I don’t even know.
A few months ago, I published an interview with my friend Shane Rhyne about his myriad experiences with Knoxville music. One of the sticking points was his appearance on a Japanese documentary on the diffusion of Irish music in 2002. The full interview is available here, but here is that excerpt:
Actually, you’ve mentioned to me before that you made an appearance on some public television program in Japan about American Country Music? Do tell.
That was a fun and bizarre experience. In 2001, a Japanese television producer asked if I would agree to be a part of a documentary being filmed about the history of rock’n’roll. The documentary would be hosted by a Japanese rock star who was traveling across the world to explore the various influences. He was coming to Knoxville to look at the Appalachian influence and they had heard/read another interview with me talking about Knoxville’s melting pot influence downtown of Irish music, Jewish culture, African-American music and rural music traditions.
I agreed to do the interview but had little idea what to expect. I arrived at the Airport Hilton on the afternoon of the interview to learn that that rock star was named Daemon Kogure, who performed in a Kabuki-style makeup. He would be interviewing me while in his makeup and we would be driving around downtown Knoxville in a rented RV talking about country music. It was the one of the more surreal experiences in my life as we walked around the Old City and discussed Irish music on camera.
Well, far be it from Shane to disappoint, he rummaged for his old VHS, which I’ve converted for your viewing pleasure. Here, on my brand new Vimeo site, is that long-awaited clip of Shane meeting and speaking with Daemon Kogure.
One of the purest forms of discourse analysis is to consider that quintessential “outsider perspective” on a place. There could be fewer better case studies in that perspective than Japanese rock star turned media personality Kogure. Eastern Tennessee’s longtime residents have a wide variety of opinions on their local/regional cultural heritage, but seeing this is a loud wake-up call in understanding how Southern Appalachia is perceived by international music fans, especially non-Western ones. I really wish I spoke Japanese, but I’ve had some assistance thus far, and I can post more details on what Kogure is saying sometime soon hopefully.

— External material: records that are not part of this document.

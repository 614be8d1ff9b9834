//! Latency probing
//!
//! Every configured endpoint is probed once, concurrently. Each endpoint gets
//! its own deadline; an endpoint that misses it is recorded *at* the deadline
//! rather than dropped, so a slow link still yields a (pessimistic) number.
//! The round-trip times inside the acceptable band are reduced to a median,
//! scaled by the correction factor and floored at the band minimum.

use crate::{
    client::Transport,
    error::{AppError, Result},
    logging::MeasurementLogger,
    models::{LatencyConfig, Reading},
    stats::{self, DistributionFallback, FallbackEstimator},
};
use futures::future::join_all;
use std::sync::Arc;
use tokio::time::{sleep_until, timeout_at, Instant};
use tokio_util::sync::CancellationToken;

/// Value reported to callers that expect a number when the probe failed
pub const FAILURE_SENTINEL: i64 = -1;

/// Result of one latency probe
#[derive(Debug, Clone, Copy, PartialEq, Eq)]
pub enum LatencyOutcome {
    /// Median of live round trips, corrected and rounded
    Measured { millis: u32 },
    /// Drawn from the fallback distribution because nothing usable came back
    Synthetic { millis: u32 },
    /// No usable round trip and fallback disabled
    Failed,
    Cancelled,
}

impl LatencyOutcome {
    pub fn millis(&self) -> Option<u32> {
        match self {
            Self::Measured { millis } | Self::Synthetic { millis } => Some(*millis),
            Self::Failed | Self::Cancelled => None,
        }
    }

    /// Milliseconds, or [`FAILURE_SENTINEL`] when there is no value
    pub fn as_sentinel_millis(&self) -> i64 {
        self.millis().map_or(FAILURE_SENTINEL, i64::from)
    }

    pub fn is_synthetic(&self) -> bool {
        matches!(self, Self::Synthetic { .. })
    }

    pub fn reading(&self) -> Option<Reading> {
        match self {
            Self::Measured { millis } => Some(Reading::measured(f64::from(*millis))),
            Self::Synthetic { millis } => Some(Reading::synthetic(f64::from(*millis))),
            Self::Failed | Self::Cancelled => None,
        }
    }
}

/// Concurrent latency probe over a pool of endpoints
pub struct LatencyProbe {
    transport: Arc<dyn Transport>,
    config: LatencyConfig,
    fallback: Arc<dyn FallbackEstimator>,
    logger: Option<MeasurementLogger>,
}

impl LatencyProbe {
    pub fn new(transport: Arc<dyn Transport>, config: LatencyConfig) -> Result<Self> {
        config.validate()?;

        Ok(Self {
            transport,
            config,
            fallback: Arc::new(DistributionFallback),
            logger: None,
        })
    }

    pub fn with_fallback(mut self, fallback: Arc<dyn FallbackEstimator>) -> Self {
        self.fallback = fallback;
        self
    }

    pub fn with_logger(mut self, logger: MeasurementLogger) -> Self {
        self.logger = Some(logger);
        self
    }

    pub fn config(&self) -> &LatencyConfig {
        &self.config
    }

    /// Probe every endpoint and reduce the round trips to one value
    pub async fn run(&self, cancel: &CancellationToken) -> LatencyOutcome {
        let correlation_id = match &self.logger {
            Some(logger) => Some(logger.logger().start_operation("latency_probe").await),
            None => None,
        };

        let deadline = Instant::now() + self.config.timeout();
        let probes = join_all(self.config.endpoints.iter().map(|endpoint| self.probe_endpoint(endpoint)));

        let rtts = tokio::select! {
            biased;
            _ = cancel.cancelled() => {
                self.finish_operation(correlation_id, false).await;
                return LatencyOutcome::Cancelled;
            }
            rtts = probes => Some(rtts.into_iter().flatten().collect::<Vec<f64>>()),
            _ = sleep_until(deadline) => None,
        };

        let outcome = match rtts {
            Some(rtts) => match aggregate_latency(&rtts, &self.config) {
                Some(millis) => LatencyOutcome::Measured { millis },
                None => {
                    let reason = if rtts.is_empty() {
                        "no endpoint answered"
                    } else {
                        "no round trip inside the acceptable band"
                    };
                    self.failure_outcome(reason).await
                }
            },
            None => self.failure_outcome("overall probe timeout elapsed").await,
        };

        self.finish_operation(correlation_id, !matches!(outcome, LatencyOutcome::Failed)).await;
        outcome
    }

    /// Draw a synthetic latency from the fallback distribution
    pub async fn synthesize(&self, reason: &str) -> Result<u32> {
        let value = self
            .fallback
            .estimate(&self.config.fallback_buckets)
            .map_err(|e| AppError::statistics(format!("Latency fallback failed: {}", e)))?;
        let millis = stats::sanitize(value).round() as u32;

        if let Some(logger) = &self.logger {
            logger.log_fallback("latency", f64::from(millis), reason).await;
        }

        Ok(millis)
    }

    async fn failure_outcome(&self, reason: &str) -> LatencyOutcome {
        if !self.config.fallback_on_failure {
            if let Some(logger) = &self.logger {
                crate::log_warn!(logger.logger(), "Latency probe failed: {}", reason);
            }
            return LatencyOutcome::Failed;
        }

        match self.synthesize(reason).await {
            Ok(millis) => LatencyOutcome::Synthetic { millis },
            Err(_) => LatencyOutcome::Failed,
        }
    }

    /// One endpoint's round trip in ms. `None` when both mechanisms failed.
    async fn probe_endpoint(&self, endpoint: &str) -> Option<f64> {
        let deadline = Instant::now() + self.config.endpoint_timeout();

        let attempt = async {
            let started = Instant::now();
            match self.transport.probe(endpoint).await {
                Ok(()) => Ok(started),
                Err(primary) => {
                    let started = Instant::now();
                    self.transport
                        .probe_fallback(endpoint)
                        .await
                        .map(|()| started)
                        .map_err(|_| primary)
                }
            }
        };

        let (rtt, error) = match timeout_at(deadline, attempt).await {
            Ok(Ok(started)) => (Some(started.elapsed().as_secs_f64() * 1000.0), None),
            Ok(Err(e)) => (None, Some(e)),
            Err(_) => (Some(self.config.endpoint_timeout_ms as f64), None),
        };

        if let Some(logger) = &self.logger {
            logger.log_probe(endpoint, rtt, error.as_ref()).await;
        }

        rtt
    }

    async fn finish_operation(&self, correlation_id: Option<String>, success: bool) {
        if let (Some(logger), Some(id)) = (&self.logger, correlation_id) {
            logger.logger().end_operation(&id, "latency_probe", success).await;
        }
    }
}

/// Reduce raw round trips to the reported latency.
///
/// Keeps values inside `[min_acceptable_ms, max_acceptable_ms]`, takes the
/// median, applies the correction factor and floors the result at the band
/// minimum. `None` when no value survives the band filter.
pub fn aggregate_latency(rtts: &[f64], config: &LatencyConfig) -> Option<u32> {
    let usable: Vec<f64> = rtts
        .iter()
        .copied()
        .filter(|rtt| rtt.is_finite() && *rtt >= config.min_acceptable_ms && *rtt <= config.max_acceptable_ms)
        .collect();

    let median = stats::median(&usable).ok()?;
    let corrected = (median * config.correction_factor).max(config.min_acceptable_ms);

    Some(corrected.round() as u32)
}

/// Probe the configured endpoints once with a fresh transport-level run
pub async fn probe_latency(transport: Arc<dyn Transport>, config: LatencyConfig) -> Result<LatencyOutcome> {
    let probe = LatencyProbe::new(transport, config)?;
    Ok(probe.run(&CancellationToken::new()).await)
}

It’s a lot of fun seeing what the Old City looked like in 2002, which is surprisingly not a whole lot different than it does today. According to Rhyne, Market Square (the current lynchpin of downtown Knox) was near-silent at the time, so Old City carried a much heavier load of the city’s nightlife. I feel like people in the Old City would react similarly to seeing somebody dressed like Daemon today, though. I imagine these interactions were staged, but still an interesting slice of local culture through foreign eyes.
This documentary’s treatment of race within the context of American history is also fascinating. The Japanese are one of the most homogenous nationalities on Earth, and the Americans are possibly the least, so that dichotomy right there explains why such a pragmatic, less-nuanced view on race relations is not as much of a surprise here. Where the “blues” as a concept has come to be almost completely co-opted by old white men (see King 2006 for further reading on this), here Daemon presents it as a mere curiosity for an audience with few African-origin members, widely disconnected from the ideas of modern slavery. That being said, 我が心のアイルランド [Ireland, deep in my heart] does present a fair share of blackface footage from the pre-War era, most of which has been scrubbed clean from mainstream American media. When certain subjects become taboo in one culture, sometimes that culture must rely on another for any type of understanding.
King, S. A. (2006). Memory, mythmaking, and museums: Constructive authenticity and the primitive blues subject. Southern Communication Journal,71(3), 235-250.